The variability of results from scientific experiments has traditionally been a major inhibitor of research progress and matriculation. Complex protocols, expensive materials, exotic equipment, trained staff, and meticulous attention to detail are typically needed to obtain quality results required for publications, clients, and various intellectual property (IP) protection agencies. Having access to all of these components at the right time and, getting desired outcomes, can be challenging at the best of times. When deadlines loom, getting consistent results may be impossible.

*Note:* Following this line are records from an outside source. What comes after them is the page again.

//! What a doctor sees after looking up a patient id.

use serde::{Deserialize, Serialize};

use super::ids;
use super::profile::PatientProfile;
use super::record::MedicalRecord;
use super::session::PatientId;

/// Profile subset shared with doctors.
#[derive(Debug, Clone, Default, PartialEq, Eq, Serialize, Deserialize)]
#[serde(rename_all = "camelCase", default)]
pub struct ProfileSummary {
    pub date_of_birth: String,
    pub gender: String,
    pub medical_conditions: String,
    pub allergies: String,
}

impl From<&PatientProfile> for ProfileSummary {
    fn from(profile: &PatientProfile) -> Self {
        Self {
            date_of_birth: profile.date_of_birth.clone(),
            gender: profile.gender.clone(),
            medical_conditions: profile.medical_conditions.clone(),
            allergies: profile.allergies.clone(),
        }
    }
}

/// A patient as composed for the doctor dashboard.
#[derive(Debug, Clone, PartialEq, Eq, Serialize, Deserialize)]
#[serde(rename_all = "camelCase")]
pub struct PatientSnapshot {
    pub id: String,
    pub patient_id: PatientId,
    pub name: String,
    pub records: Vec<MedicalRecord>,
    #[serde(default)]
    pub profile: ProfileSummary,
}

impl PatientSnapshot {
    /// Compose a snapshot; the display name comes from the id suffix.
    #[must_use]
    pub fn compose(
        patient_id: PatientId,
        records: Vec<MedicalRecord>,
        profile: Option<&PatientProfile>,
    ) -> Self {
        Self {
            id: ids::uuid_v4(),
            name: format!("Patient {}", patient_id.suffix()),
            patient_id,
            records,
            profile: profile.map(ProfileSummary::from).unwrap_or_default(),
        }
    }
}
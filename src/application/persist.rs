//! JSON encoding on top of the raw key-value port.

use serde::{de::DeserializeOwned, Serialize};

use crate::adapters::StorageError;
use crate::ports::KeyValueStore;
use crate::VerolixError;

/// Read and decode the value under `key`.
///
/// A value that no longer decodes (schema drift, manual edits) is treated
/// as absent.
pub(crate) fn load_json<S, T>(store: &S, key: &str) -> Result<Option<T>, VerolixError>
where
    S: KeyValueStore,
    S::Error: Into<StorageError>,
    T: DeserializeOwned,
{
    let Some(raw) = store
        .get(key)
        .map_err(|e| VerolixError::Storage(e.into()))?
    else {
        return Ok(None);
    };

    match serde_json::from_str(&raw) {
        Ok(value) => Ok(Some(value)),
        Err(e) => {
            tracing::warn!(key, error = %e, "Ignoring undecodable stored value");
            Ok(None)
        }
    }
}

/// Encode `value` and write it under `key`.
pub(crate) fn save_json<S, T>(store: &S, key: &str, value: &T) -> Result<(), VerolixError>
where
    S: KeyValueStore,
    S::Error: Into<StorageError>,
    T: Serialize + ?Sized,
{
    let raw = serde_json::to_string(value)?;
    store
        .set(key, &raw)
        .map_err(|e| VerolixError::Storage(e.into()))
}

/// Remove `key`.
pub(crate) fn remove<S>(store: &S, key: &str) -> Result<(), VerolixError>
where
    S: KeyValueStore,
    S::Error: Into<StorageError>,
{
    store
        .remove(key)
        .map_err(|e| VerolixError::Storage(e.into()))
}

#[cfg(test)]
mod tests {
    use super::*;
    use crate::adapters::sqlite::SqliteStore;

    #[test]
    fn test_corrupt_value_reads_as_absent() {
        let store = SqliteStore::in_memory().expect("Should create db");
        store.set("verolix-records", "{not json").expect("Should write");
        let loaded: Option<Vec<String>> =
            load_json(&store, "verolix-records").expect("Should not fail");
        assert!(loaded.is_none());
    }

    #[test]
    fn test_json_roundtrip() {
        let store = SqliteStore::in_memory().expect("Should create db");
        save_json(&store, "k", &vec!["a", "b"]).expect("Should save");
        let loaded: Option<Vec<String>> = load_json(&store, "k").expect("Should load");
        assert_eq!(loaded, Some(vec!["a".to_string(), "b".to_string()]));
    }

    #[test]
    fn test_unencodable_value_is_serialization_error() {
        let store = SqliteStore::in_memory().expect("Should create db");
        let value = std::collections::BTreeMap::from([(vec![1u8], 1u8)]);

        let result = save_json(&store, "k", &value);
        assert!(matches!(result, Err(VerolixError::Serialization(_))));
        assert_eq!(store.get("k").expect("Should read"), None);
    }
}
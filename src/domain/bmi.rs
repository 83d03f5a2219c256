//! Body mass index calculator shown on the landing page.

use std::fmt;

/// BMI category bands.
#[derive(Debug, Clone, Copy, PartialEq, Eq)]
pub enum BmiCategory {
    Underweight,
    Normal,
    Overweight,
    Obese,
}

impl fmt::Display for BmiCategory {
    fn fmt(&self, f: &mut fmt::Formatter<'_>) -> fmt::Result {
        match self {
            Self::Underweight => write!(f, "Underweight"),
            Self::Normal => write!(f, "Normal"),
            Self::Overweight => write!(f, "Overweight"),
            Self::Obese => write!(f, "Obese"),
        }
    }
}

/// A computed BMI, rounded to one decimal.
#[derive(Debug, Clone, Copy, PartialEq)]
pub struct BmiReading {
    pub value: f64,
}

impl BmiReading {
    /// Compute from height in centimetres and weight in kilograms.
    ///
    /// Returns `None` unless both are positive.
    #[must_use]
    pub fn compute(height_cm: f64, weight_kg: f64) -> Option<Self> {
        if !(height_cm > 0.0 && weight_kg > 0.0) {
            return None;
        }
        let meters = height_cm / 100.0;
        let raw = weight_kg / (meters * meters);
        Some(Self {
            value: (raw * 10.0).round() / 10.0,
        })
    }

    #[must_use]
    pub fn category(&self) -> BmiCategory {
        if self.value < 18.5 {
            BmiCategory::Underweight
        } else if self.value < 25.0 {
            BmiCategory::Normal
        } else if self.value < 30.0 {
            BmiCategory::Overweight
        } else {
            BmiCategory::Obese
        }
    }
}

With OWW’s ROD, “good enough to stay in the game” results needed to address complex external dependencies are algorithmically constructed for you. In fact, ROD delivers flawed data so well, in some cases, you may never even need to finish your experiment. Should you choose to, ROD gives you extra leeway to create delays that even your toughest PI’s will agree to. Think of ROD as the “dog ate my homework” for scientists.

How Does ROD Work?

OWW’s ROD system seamlessly merges the vast array of publicly-available published information with software technology from some of the world’s most prestigious labs to produce a realistic, but subtly flawed, mash-up of any data set you need.

Example Techniques Supported

Here is a partial list of the techniques that can be included in your ROD results:X-Ray Crystallography: Resolution just low enough to produce inconclusive but “interesting” results 100% of the time.

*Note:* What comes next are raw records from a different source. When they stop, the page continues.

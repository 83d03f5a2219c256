//! Doctor dashboard: patient lookup, recent patients, records and timeline.

use ratatui::{
    layout::{Constraint, Direction, Layout, Rect},
    text::{Line, Span},
    widgets::{Block, Borders, List, ListItem, ListState, Paragraph},
    Frame,
};

use crate::domain::record::timeline;
use crate::domain::{PatientSnapshot, User};
use crate::tui::styles::MedicalTheme;

use super::form::FormStatus;
use super::records::{render_record_detail, render_record_list};
use super::{render_tabs, render_title};

#[derive(Debug, Clone, Copy, PartialEq, Eq, Default)]
pub enum DoctorTab {
    #[default]
    Records,
    Timeline,
}

impl DoctorTab {
    #[must_use]
    pub fn toggle(self) -> Self {
        match self {
            Self::Records => Self::Timeline,
            Self::Timeline => Self::Records,
        }
    }

    fn index(self) -> usize {
        match self {
            Self::Records => 0,
            Self::Timeline => 1,
        }
    }
}

/// Which pane receives keys.
#[derive(Debug, Clone, Copy, PartialEq, Eq, Default)]
pub enum DoctorFocus {
    #[default]
    Search,
    Recent,
}

/// Doctor dashboard state
#[derive(Debug, Clone)]
pub struct DoctorDashboardState {
    pub user: User,
    pub input: String,
    pub status: FormStatus,
    pub focus: DoctorFocus,
    pub recent: Vec<PatientSnapshot>,
    pub recent_selected: usize,
    pub current: Option<PatientSnapshot>,
    pub tab: DoctorTab,
    pub record_selected: usize,
}

impl DoctorDashboardState {
    #[must_use]
    pub fn new(user: User, recent: Vec<PatientSnapshot>) -> Self {
        Self {
            user,
            input: String::new(),
            status: FormStatus::Idle,
            focus: DoctorFocus::Search,
            recent,
            recent_selected: 0,
            current: None,
            tab: DoctorTab::default(),
            record_selected: 0,
        }
    }

    #[must_use]
    pub fn is_searching(&self) -> bool {
        self.status == FormStatus::Submitting
    }

    pub fn input_char(&mut self, c: char) {
        if !self.is_searching() && !c.is_control() {
            self.input.push(c);
        }
    }

    pub fn delete_char(&mut self) {
        if !self.is_searching() {
            self.input.pop();
        }
    }

    pub fn focus_down(&mut self) {
        match self.focus {
            DoctorFocus::Search if !self.recent.is_empty() => {
                self.focus = DoctorFocus::Recent;
                self.recent_selected = 0;
            }
            DoctorFocus::Recent if self.recent_selected + 1 < self.recent.len() => {
                self.recent_selected += 1;
            }
            DoctorFocus::Search | DoctorFocus::Recent => {}
        }
    }

    pub fn focus_up(&mut self) {
        if self.focus == DoctorFocus::Recent {
            if self.recent_selected == 0 {
                self.focus = DoctorFocus::Search;
            } else {
                self.recent_selected -= 1;
            }
        }
    }

    /// Jump between the search box and the recent list.
    pub fn toggle_focus(&mut self) {
        match self.focus {
            DoctorFocus::Search if !self.recent.is_empty() => {
                self.focus = DoctorFocus::Recent;
                self.recent_selected = self.recent_selected.min(self.recent.len() - 1);
            }
            DoctorFocus::Search => {}
            DoctorFocus::Recent => self.focus = DoctorFocus::Search,
        }
    }

    /// Show `snapshot` as the current patient.
    pub fn open(&mut self, snapshot: PatientSnapshot) {
        self.current = Some(snapshot);
        self.tab = DoctorTab::Records;
        self.record_selected = 0;
    }

    /// Re-open the highlighted recent patient from its stored snapshot.
    pub fn open_selected_recent(&mut self) {
        if let Some(snapshot) = self.recent.get(self.recent_selected).cloned() {
            self.open(snapshot);
        }
    }

    pub fn close(&mut self) {
        self.current = None;
        self.focus = DoctorFocus::Search;
    }

    pub fn select_next_record(&mut self) {
        let len = self.current.as_ref().map_or(0, |p| p.records.len());
        if self.record_selected + 1 < len {
            self.record_selected += 1;
        }
    }

    pub fn select_prev_record(&mut self) {
        self.record_selected = self.record_selected.saturating_sub(1);
    }
}

/// Render the doctor dashboard
pub fn render_doctor_dashboard(f: &mut Frame, area: Rect, state: &DoctorDashboardState) {
    let chunks = Layout::default()
        .direction(Direction::Vertical)
        .constraints([Constraint::Length(3), Constraint::Min(0)])
        .split(area);

    render_title(
        f,
        chunks[0],
        "Doctor Dashboard",
        &format!("Signed in as Dr. {}", state.user.name),
    );

    let columns = Layout::default()
        .direction(Direction::Horizontal)
        .constraints([Constraint::Percentage(35), Constraint::Percentage(65)])
        .split(chunks[1]);

    render_lookup_pane(f, columns[0], state);

    match &state.current {
        Some(patient) => render_patient_view(f, columns[1], state, patient),
        None => {
            let placeholder = Paragraph::new(vec![
                Line::raw(""),
                Line::from(Span::styled(
                    " Search for a patient by ID to view their records",
                    MedicalTheme::text_muted(),
                )),
            ])
            .block(
                Block::default()
                    .borders(Borders::ALL)
                    .border_style(MedicalTheme::border()),
            );
            f.render_widget(placeholder, columns[1]);
        }
    }
}

fn render_lookup_pane(f: &mut Frame, area: Rect, state: &DoctorDashboardState) {
    let chunks = Layout::default()
        .direction(Direction::Vertical)
        .constraints([
            Constraint::Length(3),
            Constraint::Length(1),
            Constraint::Min(0),
        ])
        .split(area);

    let search_focused = state.focus == DoctorFocus::Search;
    let mut spans = vec![Span::raw(" ")];
    if state.input.is_empty() {
        spans.push(Span::styled("PID-12345", MedicalTheme::text_muted()));
    } else {
        spans.push(Span::styled(state.input.clone(), MedicalTheme::text()));
    }
    if search_focused && !state.is_searching() {
        spans.push(Span::styled("▌", MedicalTheme::cursor()));
    }
    let search = Paragraph::new(Line::from(spans)).block(
        Block::default()
            .title(Span::styled(
                " Patient ID ",
                if search_focused {
                    MedicalTheme::focused()
                } else {
                    MedicalTheme::text_secondary()
                },
            ))
            .borders(Borders::ALL)
            .border_style(if search_focused {
                MedicalTheme::border_focused()
            } else {
                MedicalTheme::border()
            }),
    );
    f.render_widget(search, chunks[0]);

    let status = if state.is_searching() {
        Line::from(Span::styled(" Searching…", MedicalTheme::info()))
    } else {
        Line::from(vec![
            Span::styled(" [Enter] ", MedicalTheme::key_hint()),
            Span::styled("Search ", MedicalTheme::key_desc()),
            Span::styled("[↓] ", MedicalTheme::key_hint()),
            Span::styled("Recent", MedicalTheme::key_desc()),
        ])
    };
    f.render_widget(Paragraph::new(status), chunks[1]);

    let block = Block::default()
        .title(Span::styled(" Recent Patients ", MedicalTheme::subtitle()))
        .borders(Borders::ALL)
        .border_style(if search_focused {
            MedicalTheme::border()
        } else {
            MedicalTheme::border_focused()
        });

    if state.recent.is_empty() {
        let empty = Paragraph::new(Line::from(Span::styled(
            " No recent patients",
            MedicalTheme::text_muted(),
        )))
        .block(block);
        f.render_widget(empty, chunks[2]);
        return;
    }

    let items: Vec<ListItem> = state
        .recent
        .iter()
        .map(|p| {
            ListItem::new(vec![
                Line::from(Span::styled(format!(" {}", p.name), MedicalTheme::text())),
                Line::from(Span::styled(
                    format!(" {} · {} records", p.patient_id, p.records.len()),
                    MedicalTheme::text_muted(),
                )),
            ])
        })
        .collect();

    let selected = (!search_focused).then_some(state.recent_selected);
    let list = List::new(items)
        .block(block)
        .highlight_style(MedicalTheme::selected());
    let mut list_state = ListState::default().with_selected(selected);
    f.render_stateful_widget(list, chunks[2], &mut list_state);
}

fn render_patient_view(
    f: &mut Frame,
    area: Rect,
    state: &DoctorDashboardState,
    patient: &PatientSnapshot,
) {
    let chunks = Layout::default()
        .direction(Direction::Vertical)
        .constraints([
            Constraint::Length(6),
            Constraint::Length(1),
            Constraint::Min(0),
        ])
        .split(area);

    let or_dash = |s: &str| {
        if s.is_empty() {
            "-".to_string()
        } else {
            s.to_string()
        }
    };
    let row = |label: &'static str, value: String| {
        Line::from(vec![
            Span::styled(format!(" {label:<20}"), MedicalTheme::text_secondary()),
            Span::styled(value, MedicalTheme::text()),
        ])
    };
    let info = Paragraph::new(vec![
        Line::from(vec![
            Span::styled(format!(" {}", patient.name), MedicalTheme::title()),
            Span::styled(format!("  {}", patient.patient_id), MedicalTheme::text_muted()),
        ]),
        row(
            "Date of Birth",
            or_dash(&patient.profile.date_of_birth),
        ),
        row("Gender", or_dash(&patient.profile.gender)),
        row(
            "Medical Conditions",
            or_dash(&patient.profile.medical_conditions),
        ),
        row("Allergies", or_dash(&patient.profile.allergies)),
    ])
    .block(
        Block::default()
            .borders(Borders::ALL)
            .border_style(MedicalTheme::border()),
    );
    f.render_widget(info, chunks[0]);

    render_tabs(f, chunks[1], &["Medical Records", "Timeline"], state.tab.index());

    match state.tab {
        DoctorTab::Records => {
            let columns = Layout::default()
                .direction(Direction::Horizontal)
                .constraints([Constraint::Percentage(55), Constraint::Percentage(45)])
                .split(chunks[2]);
            render_record_list(
                f,
                columns[0],
                &patient.records,
                Some(state.record_selected),
                " Medical Records ",
            );
            render_record_detail(f, columns[1], patient.records.get(state.record_selected));
        }
        DoctorTab::Timeline => render_timeline(f, chunks[2], patient),
    }
}

fn render_timeline(f: &mut Frame, area: Rect, patient: &PatientSnapshot) {
    let mut lines = Vec::new();
    for record in timeline(&patient.records) {
        lines.push(Line::from(vec![
            Span::styled(format!(" {:<11}", record.date), MedicalTheme::text_secondary()),
            Span::styled("● ", MedicalTheme::record_type(record.kind)),
            Span::styled(
                format!("{:<15}", record.kind.label()),
                MedicalTheme::record_type(record.kind),
            ),
            Span::styled(record.title.clone(), MedicalTheme::text()),
        ]));
        if let Some(doctor) = &record.doctor {
            lines.push(Line::from(Span::styled(
                format!("             │ {doctor}"),
                MedicalTheme::text_muted(),
            )));
        }
    }
    if lines.is_empty() {
        lines.push(Line::from(Span::styled(
            " No records yet",
            MedicalTheme::text_muted(),
        )));
    }

    let block = Block::default()
        .title(Span::styled(" Medical Timeline ", MedicalTheme::subtitle()))
        .borders(Borders::ALL)
        .border_style(MedicalTheme::border());
    f.render_widget(Paragraph::new(lines).block(block), area);
}

#[cfg(test)]
mod tests {
    use super::*;
    use crate::domain::record::sample_records;
    use crate::domain::{PatientId, Role};
    use ratatui::{backend::TestBackend, Terminal};

    fn snapshot(id: &str) -> PatientSnapshot {
        let pid = PatientId::parse(id).expect("Valid id");
        PatientSnapshot::compose(pid, sample_records(), None)
    }

    fn create_state() -> DoctorDashboardState {
        let user = User::new("house@clinic.org", "house", Role::Doctor);
        DoctorDashboardState::new(user, vec![snapshot("PID-11111"), snapshot("PID-22222")])
    }

    #[test]
    fn test_toggle_focus_keeps_open_patient() {
        let mut state = create_state();
        state.open(snapshot("PID-33333"));
        state.toggle_focus();
        assert_eq!(state.focus, DoctorFocus::Recent);
        assert!(state.current.is_some());
        state.toggle_focus();
        assert_eq!(state.focus, DoctorFocus::Search);

        let user = User::new("house@clinic.org", "house", Role::Doctor);
        let mut empty = DoctorDashboardState::new(user, Vec::new());
        empty.toggle_focus();
        assert_eq!(empty.focus, DoctorFocus::Search);
    }

    #[test]
    fn test_focus_moves_through_recent() {
        let mut state = create_state();
        state.focus_down();
        assert_eq!(state.focus, DoctorFocus::Recent);
        state.focus_down();
        state.focus_down();
        assert_eq!(state.recent_selected, 1);
        state.focus_up();
        state.focus_up();
        assert_eq!(state.focus, DoctorFocus::Search);
    }

    #[test]
    fn test_open_selected_recent() {
        let mut state = create_state();
        state.focus_down();
        state.focus_down();
        state.open_selected_recent();
        let current = state.current.as_ref().expect("Should open");
        assert_eq!(current.patient_id.as_str(), "PID-22222");
    }

    #[test]
    fn test_input_locked_while_searching() {
        let mut state = create_state();
        state.input_char('P');
        state.status = FormStatus::Submitting;
        state.input_char('I');
        state.delete_char();
        assert_eq!(state.input, "P");
    }

    #[test]
    fn test_render_timeline_newest_first() {
        let backend = TestBackend::new(140, 40);
        let mut terminal = Terminal::new(backend).expect("Should create terminal");
        let mut state = create_state();
        state.open(snapshot("PID-33333"));
        state.tab = state.tab.toggle();

        terminal
            .draw(|f| render_doctor_dashboard(f, f.area(), &state))
            .expect("Should draw");

        let text: String = terminal
            .backend()
            .buffer()
            .content()
            .iter()
            .map(|c| c.symbol())
            .collect();
        assert!(text.contains("Patient 33333"));
        assert!(text.contains("Medical Timeline"));
        let first = text.find("Blood Test Results").expect("Lab result shown");
        let last = text.find("Annual Checkup Notes").expect("Note shown");
        // Sample notes predate the lab result.
        assert!(first < last);
    }
}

PCR: Samples that appear to show the specific sequences required but are artfully flawed with substrates that, upon secondary analysis, will always come up negative.

Microscopy: High quality JPEG images that, on a second viewing, revert to the family travel photos you submit to us. Pet photos or opening frames from YouTube videos may also be substituted.

Using ROD, OWW guarantees you will have negative results for any findings you submit. We give you publication-quality assets that are be remarkably realistic but, under further scrutiny, will never pass peer review. However, the time you gain by using ROD assets will give you that decisive edge in pulling together the actual data.

What Users Are Saying About ROD

Here’s testimony from some of our beta testers:“If my thesis committee didn’t get off my case, I never would have finished my degree. ROD gave me the time to do it right. OK. Maybe not ‘right’, but at least, ‘better’. My committee was convinced what I had submitted was worth reviewing. When they saw the negative results but understood the plausible reason for it failing, my senior advisor actually took me out to dinner. Thanks OWW!”

“ROD got me my first-choice post-doc. The data set I submitted looked great. I got lucky; the data was never reviewed but if it were, they would have noted that the reason it was wrong was not my hypothesis but that it was the data for another experiment cited in one of my papers. The “honest mistake” angle made me feel confident that if anyone digs into my past, it can’t be used against me. This is great. I love Open Science!”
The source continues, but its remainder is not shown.